### What you need to do
Pull every line containing "guard" out of the material below.
Records for the exercise START
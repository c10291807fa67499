// Licensed to the Apache Software Foundation (ASF) under one
// or more contributor license agreements.  See the NOTICE file
// distributed with this work for additional information
// regarding copyright ownership.  The ASF licenses this file
// to you under the Apache License, Version 2.0 (the
// "License"); you may not use this file except in compliance
// with the License.  You may obtain a copy of the License at
//
//   http://www.apache.org/licenses/LICENSE-2.0
//
// Unless required by applicable law or agreed to in writing,
// software distributed under the License is distributed on an
// "AS IS" BASIS, WITHOUT WARRANTIES OR CONDITIONS OF ANY
// KIND, either express or implied.  See the License for the
// specific language governing permissions and limitations
// under the License.
use std::sync::{Arc, Mutex};

use crate::common::types::UniqueId;
use crate::runtime::mem_tracker::{self, MemTracker};
use crate::runtime::profile::RuntimeProfile;

/// Per-fragment-instance execution context.
///
/// Owns the fragment's memory tracker (child of a per-query tracker under the
/// process tracker), its profile and the failure handler operators report to.
#[derive(Clone, Debug)]
pub struct RuntimeState {
    query_id: UniqueId,
    fragment_instance_id: UniqueId,
    mem_tracker: Arc<MemTracker>,
    error_state: Arc<RuntimeErrorState>,
    profile: RuntimeProfile,
}

/// First-failure-wins slot for the fragment.
#[derive(Debug, Default)]
pub struct RuntimeErrorState {
    error: Mutex<Option<String>>,
}

impl RuntimeErrorState {
    pub fn set_error(&self, err: String) {
        let mut guard = self.error.lock().unwrap_or_else(|e| e.into_inner());
        if guard.is_none() {
            *guard = Some(err);
        }
    }

    pub fn error(&self) -> Option<String> {
        self.error
            .lock()
            .unwrap_or_else(|e| e.into_inner())
            .clone()
    }
}

impl RuntimeState {
    /// `fragment_mem_limit < 0` means unlimited.
    pub fn new(query_id: UniqueId, fragment_instance_id: UniqueId, fragment_mem_limit: i64) -> Self {
        let process = mem_tracker::process_mem_tracker();
        let query_tracker = MemTracker::new_child(format!("query_{}", query_id.to_label()), &process);
        let fragment_tracker = MemTracker::new_child_with_limit(
            format!("fragment_{}", fragment_instance_id.to_label()),
            fragment_mem_limit,
            &query_tracker,
        );
        Self::with_mem_tracker(query_id, fragment_instance_id, fragment_tracker)
    }

    pub fn with_mem_tracker(
        query_id: UniqueId,
        fragment_instance_id: UniqueId,
        mem_tracker: Arc<MemTracker>,
    ) -> Self {
        let profile = RuntimeProfile::new(format!("Fragment {fragment_instance_id}"));
        Self {
            query_id,
            fragment_instance_id,
            mem_tracker,
            error_state: Arc::new(RuntimeErrorState::default()),
            profile,
        }
    }

    pub fn query_id(&self) -> UniqueId {
        self.query_id
    }

    pub fn fragment_instance_id(&self) -> UniqueId {
        self.fragment_instance_id
    }

    pub fn mem_tracker(&self) -> &Arc<MemTracker> {
        &self.mem_tracker
    }

    pub fn error_state(&self) -> &Arc<RuntimeErrorState> {
        &self.error_state
    }

    pub fn profile(&self) -> &RuntimeProfile {
        &self.profile
    }
}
Records for the exercise END
### Response to the exercise
        let mut guard = self.error.lock().unwrap_or_else(|e| e.into_inner());
        if guard.is_none() {
            *guard = Some(err);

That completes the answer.